3Instituição do Dia Mundial dos Pobres
Em 2016, por meio da carta apostólica Misericordia et Misera, Francisco instituiu o Dia Mundial dos Pobres, convocando toda a Igreja a solidarizar-se concretamente com os que mais sofrem.
4Confronto com as causas estruturais da pobreza
Francisco não se limitou a caridade individual, mas apontou as causas: guerras, desigualdades econômicas, crise climática, indiferença social. Ele exortava a “opção preferencial pelos pobres”, uma expressão teológica que se concretizava também em políticas, discursos, visitas e pronunciamentos
O que está em jogo
Com Dilexi te, Leão XIV retoma explicitamente essa tradição iniciada ou aprofundada por Francisco. Vejamos como ele enfatiza continuidade, e onde talvez já se vislumbre uma nota própria:
Continuidade: O tema central do amor aos pobres: Leão coloca os pobres no coração do primeiro documento de seu pontificado e utiliza símbolos e datas significativas. Além disso o documento foi assinado em 4 de outubro, festa de São Francisco de Assis, símbolo de pobreza, simplicidade, fraternidade
Espera-se que Dilexi te enfatize ainda mais a protagonismo dos pobres: não apenas serem objetos de assistência, mas sujeitos de direitos, de voz dentro da Igreja.

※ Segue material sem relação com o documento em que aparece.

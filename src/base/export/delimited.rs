use std::io::Write;

use super::ExportError;
use super::Sheet;

/// Lets spreadsheet applications detect UTF-8 when opening the file.
const UTF8_BOM: &[u8] = b"\xEF\xBB\xBF";

/// Writes the header row and the data rows. A summary, if any, follows after a
/// row of empty cells, one row per entry.
pub fn write(sheet: &Sheet, path: &std::path::Path) -> Result<(), ExportError> {
    let io_err = |source| ExportError::Io {
        path: path.to_path_buf(),
        source,
    };
    let csv_err = |source| ExportError::Csv {
        path: path.to_path_buf(),
        source,
    };

    let mut file = std::fs::File::create(path).map_err(io_err)?;
    file.write_all(UTF8_BOM).map_err(io_err)?;
    let mut w = csv::WriterBuilder::new().flexible(true).from_writer(file);
    w.write_record(sheet.headers).map_err(csv_err)?;
    for row in sheet.rows.iter() {
        w.write_record(row.iter().map(|c| c.to_string()))
            .map_err(csv_err)?;
    }
    if !sheet.summary.is_empty() {
        // A lone empty field would be written as `""`.
        w.write_record(vec![""; sheet.headers.len()])
            .map_err(csv_err)?;
    }
    for (label, value) in sheet.summary.iter() {
        w.write_record([label.to_string(), value.to_string()])
            .map_err(csv_err)?;
    }
    w.flush().map_err(io_err)
}
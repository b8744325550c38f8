use std::io::Write;

use crate::base;

/// Application filesystem.
pub struct Fs {
    dir: std::path::PathBuf,

    /// Number of upcoming writes that fail after the new contents are
    /// written out but before they replace the old file.
    #[cfg(test)]
    failing_writes: std::cell::Cell<usize>,
}

/// Marker for types that are serialized to or deserialized from files.
pub trait Io: Default + ToString + std::str::FromStr {
    const FILENAME: &'static str;
}
impl Io for base::Config {
    const FILENAME: &'static str = ".giftbook.json";
}
impl Io for base::ViewState {
    const FILENAME: &'static str = ".giftbook-view.json";
}
impl Io for base::Eventlist {
    const FILENAME: &'static str = "events.jsonl";
}
impl Io for base::Giftlist {
    const FILENAME: &'static str = "gifts.jsonl";
}

impl Fs {
    pub fn new<P>(dir: P) -> Self
    where
        P: Into<std::path::PathBuf>,
    {
        Self {
            dir: dir.into(),
            #[cfg(test)]
            failing_writes: std::cell::Cell::new(0),
        }
    }

    /// Returns the working directory.
    pub fn dir(&self) -> &std::path::Path {
        &self.dir
    }

    pub fn is_repo(&self) -> bool {
        self.path::<base::Config>().is_file()
    }

    /// Returns the path which `T` will be serialized to and deserialized from.
    pub fn path<T>(&self) -> std::path::PathBuf
    where
        T: Io,
    {
        self.dir.join(T::FILENAME)
    }

    /// Deserializes `T` from disk. If `T`'s file does not exist, returns `T::default()`.
    pub fn read<T>(&self) -> Result<T, ReadError>
    where
        T: Io,
        <T as std::str::FromStr>::Err: std::error::Error + Send + Sync + 'static,
    {
        match std::fs::read_to_string(self.path::<T>()) {
            Ok(s) => s
                .parse()
                .map_err(|e| Box::new(e) as Box<dyn std::error::Error + Send + Sync>)
                .map_err(ReadError::Serde),
            Err(e) => match e.kind() {
                std::io::ErrorKind::NotFound => Ok(T::default()),
                _ => Err(ReadError::Io(e)),
            },
        }
    }

    /// Serializes `T` to disk. The contents go to a temporary file in the
    /// same directory, which is then renamed over `T`'s file, so a failed
    /// write leaves the previous contents in place.
    pub fn write<T>(&self, obj: &T) -> std::io::Result<()>
    where
        T: Io,
    {
        let mut tmp = tempfile::NamedTempFile::new_in(&self.dir)?;
        tmp.write_all(obj.to_string().as_bytes())?;
        tmp.as_file().sync_all()?;
        #[cfg(test)]
        self.take_write_failure()?;
        tmp.persist(self.path::<T>())?;
        Ok(())
    }

    /// Makes the next `n` writes fail.
    #[cfg(test)]
    pub fn fail_writes(&self, n: usize) {
        self.failing_writes.set(n);
    }

    #[cfg(test)]
    fn take_write_failure(&self) -> std::io::Result<()> {
        match self.failing_writes.get() {
            0 => Ok(()),
            n => {
                self.failing_writes.set(n - 1);
                Err(std::io::Error::other("injected write failure"))
            }
        }
    }
}

#[derive(Debug, thiserror::Error)]
pub enum ReadError {
    #[error(transparent)]
    Io(#[from] std::io::Error),
    #[error(transparent)]
    Serde(#[from] Box<dyn std::error::Error + Send + Sync>),
}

Também há indicação de maior reflexão ou urgência sobre as causas globais que agravam a pobreza: guerras, catástrofes climáticas, injustiças econômicas.
Pode haver uma intensificação da chamada à Igreja e à sociedade para não só mitigar sintomas, mas transformar estruturas. Esse será um traço que dependerá de como Dilexi te será levado à prática.
Narrativa: caminhar juntos no amor
Para ver esse momento de transição, imagine uma grande estrada trilhada por Papa Francisco durante doze anos, onde cada parada — Lampedusa, Lesbos, encontros com pobres, discursos, simples gestos de austeridade — deixou marcos luminosos que mostraram um caminho de retorno ao Evangelho “dos extremos”: com e pelos pobres.
Papa Leão XIV agora assume o leme dessa estrada. Dilexi te é sua bússola inicial: diz “eu te amei” não como um esquema retórico, mas como um compromisso. É lembrar que o amor divino precede toda ação, que cada pobre é amado e chama resposta. Mas também é convocar a ação: justiça, partilha, conversão, escuta.